There is a useful analogy from shipping and operations: you do not optimize an entire supply chain at once; you measure one segment, improve it, and expand. The same logic appears in operations KPIs and should be applied to healthcare software. Thin-slice delivery keeps the team honest because the system either supports the workflow or it does not. That clarity is what prevents endless “almost done” projects.
2. Choose the minimum FHIR surface area that still delivers value
Pick FHIR resources by workflow, not by popularity
FHIR is not a magic interoperability switch. It is a resource model, an API style, and an ecosystem that helps systems exchange clinical data safely and predictably. The mistake many teams make is trying to model every possible healthcare concept on day one. Instead, choose FHIR resources based on the workflow slice you selected. For intake, you may start with Patient, Practitioner, Encounter, and QuestionnaireResponse. For chart review, you might use Patient, Condition, Observation, MedicationRequest, and DocumentReference. For discharge, you may need CarePlan, MedicationStatement, and CommunicationRequest.
Think of the FHIR choice as a constraint that protects speed. A smaller resource set is easier to test, easier to secure, and easier to explain to stakeholders. It also reduces integration ambiguity, because every additional resource introduces mappings, validation rules, and edge cases. For organizations exploring modern healthcare interoperability, it helps to study how teams scope integrations in other domains, like integrating an SMS API: the fewer assumptions you make about message flow, the less likely you are to create brittle behavior.
Build a minimum interoperable data set
Instead of trying to ingest “all patient data,” define a minimum interoperable data set for your first release. That set should include the clinical facts required for the targeted workflow, plus enough metadata to support traceability, authorization, and downstream exchange. For example, if the workflow is medication reconciliation, you may need medication name, dose, route, status, source, and timestamp, along with the user and system that contributed the data. Add code systems deliberately: SNOMED CT for clinical concepts, LOINC for lab observations, RxNorm for medications, and ICD-10 where billing or reporting requires it.
This is where architecture discipline pays off. A focused resource set reduces transformation logic, and transformation logic is where many EHR projects become unstable. The same pattern appears in data-to-product frameworks: value comes from choosing a subset of data that can actually drive action. In healthcare, action means clinical decision support, documentation, order entry, or handoff, not just storage.

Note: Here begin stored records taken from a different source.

/// Example: Load an OBJ wireframe and view it in the terminal
///
/// Usage: cargo run --example load_obj -- path/to/model.obj

use igs_core::{obj, Bounds, Geometry, Scene, ViewConfig};
use igs_terminal::{logger, TerminalApp};
use log::LevelFilter;
use std::env;
use std::fs;
use std::io;

fn main() -> io::Result<()> {
    let args: Vec<String> = env::args().collect();

    if args.len() < 2 {
        eprintln!("Usage: {} <obj-file>", args[0]);
        std::process::exit(1);
    }

    let obj_path = &args[1];
    if let Err(err) = logger::init(LevelFilter::Info) {
        eprintln!("Logger unavailable: {}", err);
    }

    println!("Loading OBJ file: {}", obj_path);

    let text = fs::read_to_string(obj_path)
        .map_err(|e| io::Error::new(io::ErrorKind::NotFound, format!("Failed to read OBJ file: {}", e)))?;

    let models = obj::parse_obj(&text)
        .map_err(|e| io::Error::new(io::ErrorKind::InvalidData, format!("Failed to parse OBJ: {}", e)))?;

    // Frame the models: OBJ files usually live around the origin in small units
    let extent = models
        .iter()
        .flat_map(|m| &m.segments)
        .flat_map(|s| [s.start, s.end])
        .map(|p| p.x.abs().max(p.y.abs()))
        .fold(1.0_f64, f64::max);
    let config = ViewConfig {
        window: Bounds::from_coords(-extent * 1.5, -extent * 1.5, extent * 1.5, extent * 1.5),
        near: -extent * 100.0,
        far: extent * 100.0,
        ..ViewConfig::default()
    };
    let to_io = |e: igs_core::Error| io::Error::new(io::ErrorKind::InvalidInput, e.to_string());

    let mut scene = Scene::with_config(&config).map_err(to_io)?;
    for model in models {
        println!("Loaded '{}' with {} edges", model.name, model.segments.len());
        scene
            .add_object(model.name, Geometry::Object3D(model.segments))
            .map_err(to_io)?;
    }

    println!("Starting terminal viewer (press ESC to quit)...");
    std::thread::sleep(std::time::Duration::from_secs(1));

    let mut app = TerminalApp::new(scene)?;
    app.run()?;

    Ok(())
}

Plan SMART on FHIR as an extensibility layer, not a later add-on
If you expect third-party apps, embedded decision support, or modular specialty workflows, design for SMART on FHIR early. SMART on FHIR gives you a modern authorization and app-launch pattern that can keep the core system simpler while still enabling ecosystem growth. Do not wait until “phase 2” to think about launch context, scopes, and clinician identity propagation. Those decisions affect how sessions are handled, how patient context is passed, and how audit trails are built.
This matters for total cost of ownership. Retrofitting app extensibility later often requires changes to identity, token handling, user context, and API governance. That is more expensive than getting it right early. The logic is similar to choosing a cloud platform where core workflow and platform controls are considered together rather than in separate procurement cycles. The most scalable systems are designed with predictable extension points from the outset.

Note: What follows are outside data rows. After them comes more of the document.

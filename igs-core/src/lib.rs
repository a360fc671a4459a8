/// IGS Core Library - 2D/3D viewing pipeline
///
/// This library provides the renderer-independent part of the interactive
/// graphics system: window and camera transforms, projection, line and
/// polygon clipping, normalization and the scene update cycle.

pub mod clipper;
pub mod config;
pub mod error;
pub mod geometry;
pub mod normalize;
pub mod obj;
pub mod projection;
pub mod scene;
pub mod transform;
pub mod viewport;
pub mod window;

// Re-export commonly used types
pub use clipper::{ClipWindow, LineClipAlgorithm};
pub use config::ViewConfig;
pub use error::{Error, Result};
pub use geometry::{cube_edges, Geometry, ObjectKind, Polygon, Segment2, Segment3};
pub use normalize::Bounds;
pub use projection::{Camera, ProjectionMode};
pub use scene::{Display, Scene, SceneObject};
pub use transform::{AxisAngles, Transform};
pub use viewport::Viewport;
pub use window::Window;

3. Make compliance an architecture input, not a review gate
Translate HIPAA into design requirements
HIPAA is often treated as a late-stage checklist, but the Security Rule is really a set of architectural constraints. You need administrative, physical, and technical safeguards; access controls; audit controls; integrity protections; transmission security; and policies for availability and incident response. If your design cannot answer who accessed what, when, from where, and for what purpose, you are missing the core evidence layer that healthcare security requires. Compliance is not only about preventing breaches; it is about being able to prove responsible handling of protected health information.

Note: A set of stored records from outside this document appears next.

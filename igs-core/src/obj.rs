/// Wireframe subset of the Wavefront OBJ format
use log::trace;
use nalgebra::Point3;
use nom::{
    branch::alt,
    bytes::complete::{tag, take_till},
    character::complete::{char, i64 as index, not_line_ending, space0, space1},
    combinator::{all_consuming, map, opt},
    multi::separated_list1,
    number::complete::double,
    sequence::{pair, preceded, terminated, tuple},
    IResult,
};

use crate::error::{Error, Result};
use crate::geometry::Segment3;

/// A named group of edges read from an OBJ file
#[derive(Debug, Clone, PartialEq)]
pub struct ObjModel {
    pub name: String,
    pub segments: Vec<Segment3>,
}

#[derive(Debug, Clone, PartialEq)]
enum Record {
    Vertex(Point3<f64>),
    Polyline(Vec<i64>),
    Face(Vec<i64>),
    Object(String),
}

/// Parse OBJ text into models.
///
/// Only `v`, `l`, `f` and `o` records are read; other records are skipped.
/// Faces become closed edge loops. Vertex indices are shared across objects
/// as in the format itself.
pub fn parse_obj(input: &str) -> Result<Vec<ObjModel>> {
    let mut vertices: Vec<Point3<f64>> = Vec::new();
    let mut models = Vec::new();
    let mut current = ObjModel {
        name: String::from("default"),
        segments: Vec::new(),
    };

    for (number, line) in input.lines().enumerate() {
        let number = number + 1;
        let line = line.trim();
        let keyword = line.split_whitespace().next().unwrap_or("");
        if !matches!(keyword, "v" | "l" | "f" | "o") {
            if !line.is_empty() && !line.starts_with('#') {
                trace!("obj line {number}: skipping '{keyword}' record");
            }
            continue;
        }

        let record = match all_consuming(terminated(parse_record, space0))(line) {
            Ok((_, record)) => record,
            Err(e) => return Err(Error::Obj(format!("line {number}: {e:?}"))),
        };

        match record {
            Record::Vertex(point) => vertices.push(point),
            Record::Object(name) => {
                if !current.segments.is_empty() {
                    models.push(current);
                }
                current = ObjModel {
                    name,
                    segments: Vec::new(),
                };
            }
            Record::Polyline(indices) => {
                let points = resolve(&indices, &vertices, number)?;
                current
                    .segments
                    .extend(points.windows(2).map(|pair| Segment3::new(pair[0], pair[1])));
            }
            Record::Face(indices) => {
                let points = resolve(&indices, &vertices, number)?;
                current
                    .segments
                    .extend(points.windows(2).map(|pair| Segment3::new(pair[0], pair[1])));
                if points.len() > 2 {
                    current.segments.push(Segment3::new(points[points.len() - 1], points[0]));
                }
            }
        }
    }

    if !current.segments.is_empty() {
        models.push(current);
    }
    Ok(models)
}

/// Serialize edges as one OBJ object made of `l` records
pub fn write_obj(name: &str, segments: &[Segment3]) -> String {
    let mut vertices: Vec<Point3<f64>> = Vec::new();
    let mut lines = Vec::with_capacity(segments.len());

    for segment in segments {
        let mut slot = |p: Point3<f64>| match vertices.iter().position(|v| *v == p) {
            Some(i) => i + 1,
            None => {
                vertices.push(p);
                vertices.len()
            }
        };
        let a = slot(segment.start);
        let b = slot(segment.end);
        lines.push((a, b));
    }

    let mut out = format!("o {name}\n");
    for v in &vertices {
        out.push_str(&format!("v {} {} {}\n", v.x, v.y, v.z));
    }
    for (a, b) in lines {
        out.push_str(&format!("l {a} {b}\n"));
    }
    out
}

fn resolve(indices: &[i64], vertices: &[Point3<f64>], line: usize) -> Result<Vec<Point3<f64>>> {
    let count = vertices.len() as i64;
    indices
        .iter()
        .map(|&i| {
            let position = if i < 0 { count + i } else { i - 1 };
            if i == 0 || position < 0 || position >= count {
                return Err(Error::Obj(format!("line {line}: vertex index {i} out of range")));
            }
            Ok(vertices[position as usize])
        })
        .collect()
}

fn parse_record(input: &str) -> IResult<&str, Record> {
    alt((
        map(preceded(pair(tag("v"), space1), parse_point), Record::Vertex),
        map(preceded(pair(tag("l"), space1), parse_indices), Record::Polyline),
        map(preceded(pair(tag("f"), space1), parse_indices), Record::Face),
        map(preceded(pair(tag("o"), space1), not_line_ending), |name: &str| {
            Record::Object(name.trim().to_string())
        }),
    ))(input)
}

fn parse_point(input: &str) -> IResult<&str, Point3<f64>> {
    let (input, (x, y, z)) = tuple((double, preceded(space1, double), preceded(space1, double)))(input)?;
    // Optional weight
    let (input, _) = opt(preceded(space1, double))(input)?;
    Ok((input, Point3::new(x, y, z)))
}

/// Vertex references: `i`, `i/t`, `i//n` or `i/t/n`
fn parse_indices(input: &str) -> IResult<&str, Vec<i64>> {
    separated_list1(
        space1,
        terminated(index, opt(preceded(char('/'), take_till(|c: char| c.is_whitespace())))),
    )(input)
}

#[cfg(test)]
mod tests {
    use super::*;

    const CUBE_FACES: &str = "\
# unit cube, two faces
o cube
v 0 0 0
v 1 0 0
v 1 1 0
v 0 1 0
v 0 0 1
v 1 0 1
vn 0 0 1
f 1/1/1 2/2/1 3/3/1 4/4/1
f -3//1 -2//1 2//1 1//1
";

    #[test]
    fn test_parse_faces() {
        let models = parse_obj(CUBE_FACES).unwrap();
        assert_eq!(models.len(), 1);
        assert_eq!(models[0].name, "cube");
        assert_eq!(models[0].segments.len(), 8);
        // Closing edge of the first face
        assert_eq!(
            models[0].segments[3],
            Segment3::new(Point3::new(0.0, 1.0, 0.0), Point3::origin())
        );
        // Relative indices resolve against the vertices read so far
        assert_eq!(models[0].segments[4].start, Point3::new(0.0, 1.0, 0.0));
        assert_eq!(models[0].segments[4].end, Point3::new(0.0, 0.0, 1.0));
    }

    #[test]
    fn test_parse_polylines_and_objects() {
        let text = "v 0 0 0\nv 1 0 0\nv 1 1 0\nl 1 2 3\n\no second\nl 3 1\n";
        let models = parse_obj(text).unwrap();
        assert_eq!(models.len(), 2);
        assert_eq!(models[0].name, "default");
        assert_eq!(models[0].segments.len(), 2);
        assert_eq!(models[1].name, "second");
        assert_eq!(
            models[1].segments,
            vec![Segment3::new(Point3::new(1.0, 1.0, 0.0), Point3::origin())]
        );
    }

    #[test]
    fn test_index_out_of_range() {
        assert!(matches!(parse_obj("v 0 0 0\nl 1 2\n"), Err(Error::Obj(_))));
        assert!(matches!(parse_obj("v 0 0 0\nl 0 1\n"), Err(Error::Obj(_))));
        assert!(matches!(parse_obj("v 0 0 0\nl 1 -2\n"), Err(Error::Obj(_))));
    }

    #[test]
    fn test_malformed_vertex() {
        let err = parse_obj("v 1.0 two 3.0\n").unwrap_err();
        assert!(matches!(err, Error::Obj(message) if message.starts_with("line 1")));
    }

    #[test]
    fn test_write_then_parse() {
        let segments = vec![
            Segment3::new(Point3::new(0.0, 0.0, 0.0), Point3::new(1.5, 0.0, -2.0)),
            Segment3::new(Point3::new(1.5, 0.0, -2.0), Point3::new(0.0, 3.0, 0.25)),
        ];
        let text = write_obj("path", &segments);
        assert_eq!(text.lines().filter(|l| l.starts_with("v ")).count(), 3);
        assert!(text.ends_with("l 1 2\nl 2 3\n"));

        let models = parse_obj(&text).unwrap();
        assert_eq!(models, vec![ObjModel { name: "path".into(), segments }]);
    }
}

The right pattern is to define compliance stories alongside product stories. For every user story, ask what data is involved, which roles can access it, where it is stored, how it is transmitted, and how it is audited. This resembles the rigorous logging and auditability discipline used in AI compliance patterns and stronger compliance programs. In EHR development, those controls should be embedded in the API gateway, identity layer, data model, and observability stack.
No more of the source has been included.